*WHAT TO DO*
Every line in the entries that holds "templates" should be identified and copied.

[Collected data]
# # # # #

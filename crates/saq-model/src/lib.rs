#![allow(missing_docs)]

pub mod model;
pub mod normalize;

pub use model::question::{
    AnswerType, Dependency, DependencyCondition, DependencyLogic, DependsOn, Question,
};
pub use model::raw::{NormalizeError, RawField, RawProperties, RawQuestion, normalize_questions};
pub use model::response::{AnswerStatus, Response, ResponseMap, ResponseMetadata, ResponseStore};
pub use model::status::{LifecycleStatus, is_finalized};
pub use normalize::{
    NOT_APPLICABLE, is_not_applicable, normalize_not_applicable, values_equal, values_equal_cased,
};
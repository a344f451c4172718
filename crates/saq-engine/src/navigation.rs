use saq_model::{AnswerStatus, AnswerType, Question, ResponseMap};

use crate::sections::{Section, classify_question};

/// Index into the dependency-filtered (stage-1) list — the canonical space
/// navigation callbacks and persisted "current question" pointers use.
#[derive(Debug, Clone, Copy, PartialEq, Eq, PartialOrd, Ord, Hash)]
pub struct GlobalIndex(pub usize);

/// Index into the UI-visible (stage-2) list. A distinct type from
/// [`GlobalIndex`] so the two spaces cannot be mixed up silently.
#[derive(Debug, Clone, Copy, PartialEq, Eq, PartialOrd, Ord, Hash)]
pub struct DisplayIndex(pub usize);

/// Maps a stage-1 index to its stage-2 position by question id. `None` when
/// the question is filtered out of the display list; callers should then
/// [`reanchor`] rather than keep pointing at something that no longer shows.
pub fn display_index(
    stage1: &[&Question],
    stage2: &[&Question],
    global: GlobalIndex,
) -> Option<DisplayIndex> {
    let question = stage1.get(global.0)?;
    stage2
        .iter()
        .position(|candidate| candidate.id == question.id)
        .map(DisplayIndex)
}

/// Maps a stage-2 index back to its stage-1 position by question id.
pub fn global_index(
    stage1: &[&Question],
    stage2: &[&Question],
    display: DisplayIndex,
) -> Option<GlobalIndex> {
    let question = stage2.get(display.0)?;
    stage1
        .iter()
        .position(|candidate| candidate.id == question.id)
        .map(GlobalIndex)
}

/// Recovery when the current question disappears from the display list: land
/// on the first displayed question and report its stage-1 index so the caller
/// can correct its persisted pointer. `None` only when nothing displays.
pub fn reanchor(stage1: &[&Question], stage2: &[&Question]) -> Option<(GlobalIndex, DisplayIndex)> {
    let first = DisplayIndex(0);
    let global = global_index(stage1, stage2, first)?;
    Some((global, first))
}

/// Live editing state passed in by the caller, replacing what the source kept
/// as ambient singletons.
#[derive(Debug, Clone, Copy, Default)]
pub struct AttentionContext<'a> {
    /// Question currently open in the editor, if any.
    pub editing_question_id: Option<&'a str>,
    /// Live validity of the in-flight edit, ahead of the stored status.
    pub editing_is_valid: bool,
}

/// Whether a question still needs the user's input: unanswered, structurally
/// incomplete (`array<object>`), or carrying a problem status.
///
/// The mid-edit carve-out keeps the question currently being corrected from
/// flashing back into the "needs attention" state before its stored status
/// catches up.
pub fn needs_attention(
    question: &Question,
    responses: &ResponseMap,
    context: &AttentionContext<'_>,
) -> bool {
    let Some(response) = responses.get(&question.id) else {
        return true;
    };
    if !response.has_value() {
        return true;
    }

    if question.answer_type == AnswerType::ArrayOfObjects
        && first_entry_incomplete(question, &response.value)
    {
        return true;
    }

    let problem_status = matches!(
        response.answer_status,
        Some(AnswerStatus::RequiresFurtherDetails) | Some(AnswerStatus::Invalid)
    );
    if problem_status {
        let mid_edit = context.editing_question_id == Some(question.id.as_str())
            && context.editing_is_valid;
        return !mid_edit;
    }
    false
}

fn first_entry_incomplete(question: &Question, value: &serde_json::Value) -> bool {
    let Some(entries) = value.as_array() else {
        return true;
    };
    let Some(first) = entries.first() else {
        return true;
    };
    question
        .required_fields
        .iter()
        .filter(|field| field.as_str() != "requirement")
        .any(|field| first.get(field).is_none_or(serde_json::Value::is_null))
}

/// Finds the next question needing attention, scanning the display list
/// strictly after `current` and wrapping around to just before it. The result
/// is handed back in the stage-1 space, where navigation callbacks live.
pub fn next_needing_attention(
    stage1: &[&Question],
    stage2: &[&Question],
    current: DisplayIndex,
    responses: &ResponseMap,
    context: &AttentionContext<'_>,
) -> Option<GlobalIndex> {
    let len = stage2.len();
    if len == 0 {
        return None;
    }
    let after = (current.0 + 1..len).map(DisplayIndex);
    let wrapped = (0..current.0.min(len)).map(DisplayIndex);
    after
        .chain(wrapped)
        .find(|candidate| needs_attention(stage2[candidate.0], responses, context))
        .and_then(|found| global_index(stage1, stage2, found))
}

/// Stage-1 index of a section's first question. Section jumps target the
/// canonical space so they stay valid when the display filter is toggled.
pub fn first_global_index_of_section(stage1: &[&Question], section: Section) -> Option<GlobalIndex> {
    stage1
        .iter()
        .position(|question| classify_question(question) == Some(section))
        .map(GlobalIndex)
}
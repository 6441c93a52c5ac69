//! Multi-bar chart pattern detection
//!
//! Swing highs and lows are matched against formation templates:
//! double top/bottom, head-and-shoulders (and inverse), and ascending,
//! descending and symmetrical triangles.
//!
//! Reliability starts from a per-template base, is scaled by how closely
//! the swing prices match the template (equal peaks, symmetric shoulders,
//! flat edges), gains a bonus when the latest close has confirmed the
//! formation, and loses points for every bar since the formation completed.

use crate::detectors::helpers::{
    relative_diff, relative_slope, swing_points, swings_of, SwingKind, SwingPoint,
    MIN_STRUCTURE_BARS,
};
use crate::{AnalysisError, Period, Ratio, Result, SignalType, OHLCV};

/// Points added when the latest close has broken the formation's trigger level
const CONFIRMATION_BONUS: f64 = 10.0;

/// Formation templates
#[derive(Debug, Clone, Copy, PartialEq, Eq, Hash, serde::Serialize, serde::Deserialize)]
pub enum ChartPattern {
    #[serde(rename = "Double Top")]
    DoubleTop,
    #[serde(rename = "Double Bottom")]
    DoubleBottom,
    #[serde(rename = "Head and Shoulders")]
    HeadAndShoulders,
    #[serde(rename = "Inverse Head and Shoulders")]
    InverseHeadAndShoulders,
    #[serde(rename = "Ascending Triangle")]
    AscendingTriangle,
    #[serde(rename = "Descending Triangle")]
    DescendingTriangle,
    #[serde(rename = "Symmetrical Triangle")]
    SymmetricalTriangle,
}

impl ChartPattern {
    pub fn name(self) -> &'static str {
        match self {
            ChartPattern::DoubleTop => "Double Top",
            ChartPattern::DoubleBottom => "Double Bottom",
            ChartPattern::HeadAndShoulders => "Head and Shoulders",
            ChartPattern::InverseHeadAndShoulders => "Inverse Head and Shoulders",
            ChartPattern::AscendingTriangle => "Ascending Triangle",
            ChartPattern::DescendingTriangle => "Descending Triangle",
            ChartPattern::SymmetricalTriangle => "Symmetrical Triangle",
        }
    }

    pub fn signal(self) -> SignalType {
        match self {
            ChartPattern::DoubleBottom
            | ChartPattern::InverseHeadAndShoulders
            | ChartPattern::AscendingTriangle => SignalType::Buy,
            ChartPattern::DoubleTop
            | ChartPattern::HeadAndShoulders
            | ChartPattern::DescendingTriangle => SignalType::Sell,
            ChartPattern::SymmetricalTriangle => SignalType::Neutral,
        }
    }

    /// Reliability of a perfect, fresh, unconfirmed match
    fn base_reliability(self) -> f64 {
        match self {
            ChartPattern::HeadAndShoulders | ChartPattern::InverseHeadAndShoulders => 80.0,
            ChartPattern::DoubleTop | ChartPattern::DoubleBottom => 70.0,
            ChartPattern::AscendingTriangle | ChartPattern::DescendingTriangle => 65.0,
            ChartPattern::SymmetricalTriangle => 55.0,
        }
    }
}
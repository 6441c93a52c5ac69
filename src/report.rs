//! The assembled analysis of one price series
//!
//! Field names serialize in camelCase and every enum as its lowercase (or
//! display-name) string; downstream renderers match on both. Missing
//! history shows up as `null`, never as a placeholder value.

use chrono::NaiveDate;

use crate::detectors::{
    CandlestickFinding, ChartPatternFinding, RecentSignalTally, TrendlineFinding, WeekChange,
};
use crate::indicators::{IndicatorResult, MacdTrend, TrendSummary};
use crate::SignalType;

#[derive(Debug, Clone, PartialEq, serde::Serialize, serde::Deserialize)]
#[serde(rename_all = "camelCase")]
pub struct AnalysisReport {
    /// Date of the latest bar
    pub as_of: NaiveDate,
    pub bar_count: usize,
    pub latest_close: f64,
    pub indicators: IndicatorResult,
    pub macd_trend: Option<MacdTrend>,
    pub trend: Option<TrendSummary>,
    /// Classification of the latest bar
    pub candlestick: CandlestickFinding,
    pub recent_signals: RecentSignalTally,
    /// Highest reliability first
    pub chart_patterns: Vec<ChartPatternFinding>,
    pub support: Option<TrendlineFinding>,
    pub resistance: Option<TrendlineFinding>,
    pub week_change: Option<WeekChange>,
}

impl AnalysisReport {
    /// Every signal in the report that is not neutral: the latest candle,
    /// then the chart patterns in report order.
    pub fn directional_signals(&self) -> impl Iterator<Item = SignalType> + '_ {
        std::iter::once(self.candlestick.signal)
            .chain(self.chart_patterns.iter().map(|p| p.signal))
            .filter(|s| *s != SignalType::Neutral)
    }

    /// Net lean of the candle and chart findings: buy minus sell count.
    pub fn signal_balance(&self) -> i32 {
        self.directional_signals()
            .map(|s| if s.is_buy() { 1 } else { -1 })
            .sum()
    }

    /// Either trendline was broken by the latest close
    pub fn has_broken_line(&self) -> bool {
        self.support.is_some_and(|l| l.broken) || self.resistance.is_some_and(|l| l.broken)
    }

    /// Week change landed in a warning bucket
    pub fn has_warning(&self) -> bool {
        self.week_change.is_some_and(|w| w.is_warning)
    }
}
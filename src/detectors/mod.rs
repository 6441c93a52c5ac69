//! Price-structure detectors
//!
//! Everything here reads an oldest-first bar series and returns findings;
//! short series produce empty or `None` results, never errors.
//!
//! # Detectors
//!
//! - **Candle**: one-bar shape classification and the recent-signal tally
//! - **Chart**: swing-based formations (doubles, head-and-shoulders, triangles)
//! - **Trendline**: two-point support and resistance lines
//! - **Week change**: five-session move bucketing

pub mod helpers;

pub mod candle;
pub mod chart;
pub mod trendline;
pub mod week_change;

// Re-export all detectors for convenience
pub use candle::*;
pub use chart::*;
pub use helpers::*;
pub use trendline::*;
pub use week_change::*;
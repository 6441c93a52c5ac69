//! Momentum indicators computed from close prices
//!
//! Every function here takes the full close series (oldest first) and
//! recomputes from scratch; nothing is cached between calls.
//!
//! - **RSI** - plain rolling-mean RSI (not Wilder-smoothed)
//! - **MACD** - EMA(fast) - EMA(slow) with an EMA signal line
//! - **Trend** - MACD histogram bands and the overall price trend label

pub mod macd;
pub mod rsi;
pub mod trend;

pub use macd::*;
pub use rsi::*;
pub use trend::*;

use crate::{AnalysisError, Period, Result};

/// Latest indicator values. `None` means insufficient history, never zero.
#[derive(Debug, Clone, Copy, Default, PartialEq, serde::Serialize, serde::Deserialize)]
#[serde(rename_all = "camelCase")]
pub struct IndicatorResult {
    pub rsi: Option<f64>,
    pub macd_line: Option<f64>,
    pub signal_line: Option<f64>,
    pub histogram: Option<f64>,
}

/// Indicator look-back periods. Defaults: RSI(14), MACD(12, 26, 9).
#[derive(Debug, Clone, Copy, PartialEq, serde::Serialize, serde::Deserialize)]
#[serde(default, rename_all = "camelCase")]
pub struct IndicatorParams {
    pub rsi_period: Period,
    pub macd_fast: Period,
    pub macd_slow: Period,
    pub macd_signal: Period,
}

impl Default for IndicatorParams {
    fn default() -> Self {
        Self {
            rsi_period: Period::new_const(RSI_PERIOD),
            macd_fast: Period::new_const(MACD_FAST),
            macd_slow: Period::new_const(MACD_SLOW),
            macd_signal: Period::new_const(MACD_SIGNAL),
        }
    }
}

impl IndicatorParams {
    pub fn validate(&self) -> Result<()> {
        let periods = [self.rsi_period, self.macd_fast, self.macd_slow, self.macd_signal];
        if periods.iter().any(|p| p.get() == 0) {
            return Err(AnalysisError::InvalidValue("Period must be > 0"));
        }
        if self.macd_fast >= self.macd_slow {
            return Err(AnalysisError::InvalidConfig(format!(
                "MACD fast period {} must be shorter than slow period {}",
                self.macd_fast.get(),
                self.macd_slow.get()
            )));
        }
        Ok(())
    }
}

/// RSI and MACD at the latest close.
pub fn compute_indicators(closes: &[f64], params: &IndicatorParams) -> IndicatorResult {
    let macd = macd(
        closes,
        params.macd_fast.get(),
        params.macd_slow.get(),
        params.macd_signal.get(),
    );
    IndicatorResult {
        rsi: rsi(closes, params.rsi_period.get()),
        macd_line: macd.macd_line,
        signal_line: macd.signal_line,
        histogram: macd.histogram,
    }
}

#[cfg(test)]
mod tests {
    use super::*;

    #[test]
    fn test_short_history_is_all_none() {
        let closes: Vec<f64> = (0..14).map(|i| 100.0 + f64::from(i)).collect();
        let result = compute_indicators(&closes, &IndicatorParams::default());
        assert_eq!(result, IndicatorResult::default());
    }

    #[test]
    fn test_rsi_before_macd() {
        let closes: Vec<f64> = (0..20).map(|i| 100.0 + f64::from(i % 3)).collect();
        let result = compute_indicators(&closes, &IndicatorParams::default());
        assert!(result.rsi.is_some());
        assert!(result.macd_line.is_none());
        assert!(result.histogram.is_none());
    }

    #[test]
    fn test_full_history() {
        let closes: Vec<f64> = (0..34).map(|i| 100.0 + f64::from(i) * 0.5).collect();
        let result = compute_indicators(&closes, &IndicatorParams::default());
        assert!(result.rsi.is_some());
        assert!(result.macd_line.is_some());
        assert!(result.signal_line.is_some());
        assert!(result.histogram.is_some());
    }

    #[test]
    fn test_params_reject_inverted_macd() {
        let params = IndicatorParams {
            macd_fast: Period::new_const(26),
            macd_slow: Period::new_const(26),
            ..IndicatorParams::default()
        };
        assert!(params.validate().is_err());
        assert!(IndicatorParams::default().validate().is_ok());
    }
}
//! Support and resistance trendlines
//!
//! Each line joins two swing points of the series with every bar except the
//! latest one, so the latest bar can break a line but never reshape it.
//! Support runs through swing lows, resistance through swing highs.

use chrono::NaiveDate;

use crate::detectors::helpers::{
    line_at, relative_slope, swing_points, swings_of, SwingKind, SwingPoint, MIN_STRUCTURE_BARS,
};
use crate::{Period, Ratio, OHLCV};

/// Slope classification of a fitted line
#[derive(Debug, Clone, Copy, PartialEq, Eq, Hash, serde::Serialize, serde::Deserialize)]
#[serde(rename_all = "lowercase")]
pub enum LineDirection {
    Up,
    Flat,
    Down,
}

impl LineDirection {
    pub fn as_str(self) -> &'static str {
        match self {
            LineDirection::Up => "up",
            LineDirection::Flat => "flat",
            LineDirection::Down => "down",
        }
    }
}

impl std::fmt::Display for LineDirection {
    fn fmt(&self, f: &mut std::fmt::Formatter<'_>) -> std::fmt::Result {
        f.write_str(self.as_str())
    }
}

/// Anchor of a fitted line
#[derive(Debug, Clone, Copy, PartialEq, serde::Serialize, serde::Deserialize)]
#[serde(rename_all = "camelCase")]
pub struct TrendlinePoint {
    pub index: usize,
    pub date: NaiveDate,
    pub price: f64,
}

#[derive(Debug, Clone, Copy, PartialEq, serde::Serialize, serde::Deserialize)]
#[serde(rename_all = "camelCase")]
pub struct TrendlineFinding {
    pub start_point: TrendlinePoint,
    pub end_point: TrendlinePoint,
    pub direction: LineDirection,
    /// Line value at the latest bar
    pub current_projected_price: f64,
    /// Latest close has crossed the line in the adverse direction
    pub broken: bool,
    /// Bars from the start point to the latest bar lying on the line
    pub touches: usize,
}

/// Both lines; either may be absent
#[derive(Debug, Clone, Copy, Default, PartialEq)]
pub struct Trendlines {
    pub support: Option<TrendlineFinding>,
    pub resistance: Option<TrendlineFinding>,
}

#[derive(Debug, Clone, Copy, PartialEq, serde::Serialize, serde::Deserialize)]
#[serde(default, rename_all = "camelCase")]
pub struct TrendlineParams {
    /// Half-width of the pivot window
    pub swing_window: Period,
    /// Band around the line, relative to its value, that counts as on the line
    pub touch_tolerance: Ratio,
    /// Relative slope per bar below which the line is flat
    pub flat_slope: Ratio,
}

impl Default for TrendlineParams {
    fn default() -> Self {
        Self {
            swing_window: Period::new_const(2),
            touch_tolerance: Ratio::new_const(0.01),
            flat_slope: Ratio::new_const(0.001),
        }
    }
}

/// Fit support and resistance on an oldest-first series.
///
/// Fewer than 15 bars, or fewer than two qualifying swing points on a side,
/// leaves that side `None`.
pub fn detect_trendlines<T: OHLCV>(bars: &[T], params: &TrendlineParams) -> Trendlines {
    if bars.len() < MIN_STRUCTURE_BARS {
        return Trendlines::default();
    }

    let fit = &bars[..bars.len() - 1];
    let points = swing_points(fit, params.swing_window.get());

    let lines = Trendlines {
        support: fit_side(bars, &swings_of(&points, SwingKind::Low), Side::Support, params),
        resistance: fit_side(bars, &swings_of(&points, SwingKind::High), Side::Resistance, params),
    };
    tracing::trace!(
        swings = points.len(),
        support = lines.support.is_some(),
        resistance = lines.resistance.is_some(),
        "trendline fit"
    );
    lines
}

#[derive(Clone, Copy)]
enum Side {
    Support,
    Resistance,
}

impl Side {
    /// The extreme of a bar that this side of the market rests on
    fn price<T: OHLCV>(self, bar: &T) -> f64 {
        match self {
            Side::Support => bar.low(),
            Side::Resistance => bar.high(),
        }
    }

    /// How far `price` sits on the wrong side of `line`, as a fraction of it
    fn violation(self, price: f64, line: f64) -> f64 {
        let over = match self {
            Side::Support => line - price,
            Side::Resistance => price - line,
        };
        if line.abs() > 0.0 {
            over / line.abs()
        } else {
            over
        }
    }
}

fn fit_side<T: OHLCV>(
    bars: &[T],
    swings: &[SwingPoint],
    side: Side,
    params: &TrendlineParams,
) -> Option<TrendlineFinding> {
    let (end, earlier) = swings.split_last()?;
    let tol = params.touch_tolerance.get();

    // earliest start whose line no bar up to the end point pierces
    let start = earlier.iter().find(|start| {
        (start.index..=end.index)
            .all(|i| side.violation(side.price(&bars[i]), line_at(start, end, i)) <= tol)
    })?;

    let latest = bars.len() - 1;
    let projected = line_at(start, end, latest);

    let touches = (start.index..=latest)
        .filter(|&i| {
            let line = line_at(start, end, i);
            (side.price(&bars[i]) - line).abs() <= tol * line.abs()
        })
        .count();

    let slope = relative_slope(start, end);
    let flat = params.flat_slope.get();
    let direction = if slope >= flat {
        LineDirection::Up
    } else if slope <= -flat {
        LineDirection::Down
    } else {
        LineDirection::Flat
    };

    let broken = side.violation(bars[latest].close(), projected) > tol;

    let point = |p: &SwingPoint| TrendlinePoint {
        index: p.index,
        date: bars[p.index].date(),
        price: p.price,
    };

    Some(TrendlineFinding {
        start_point: point(start),
        end_point: point(end),
        direction,
        current_projected_price: projected,
        broken,
        touches,
    })
}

# # # # #

*ANSWER SECTION*
//! Swing highs and lows are matched against formation templates:
/// Formation templates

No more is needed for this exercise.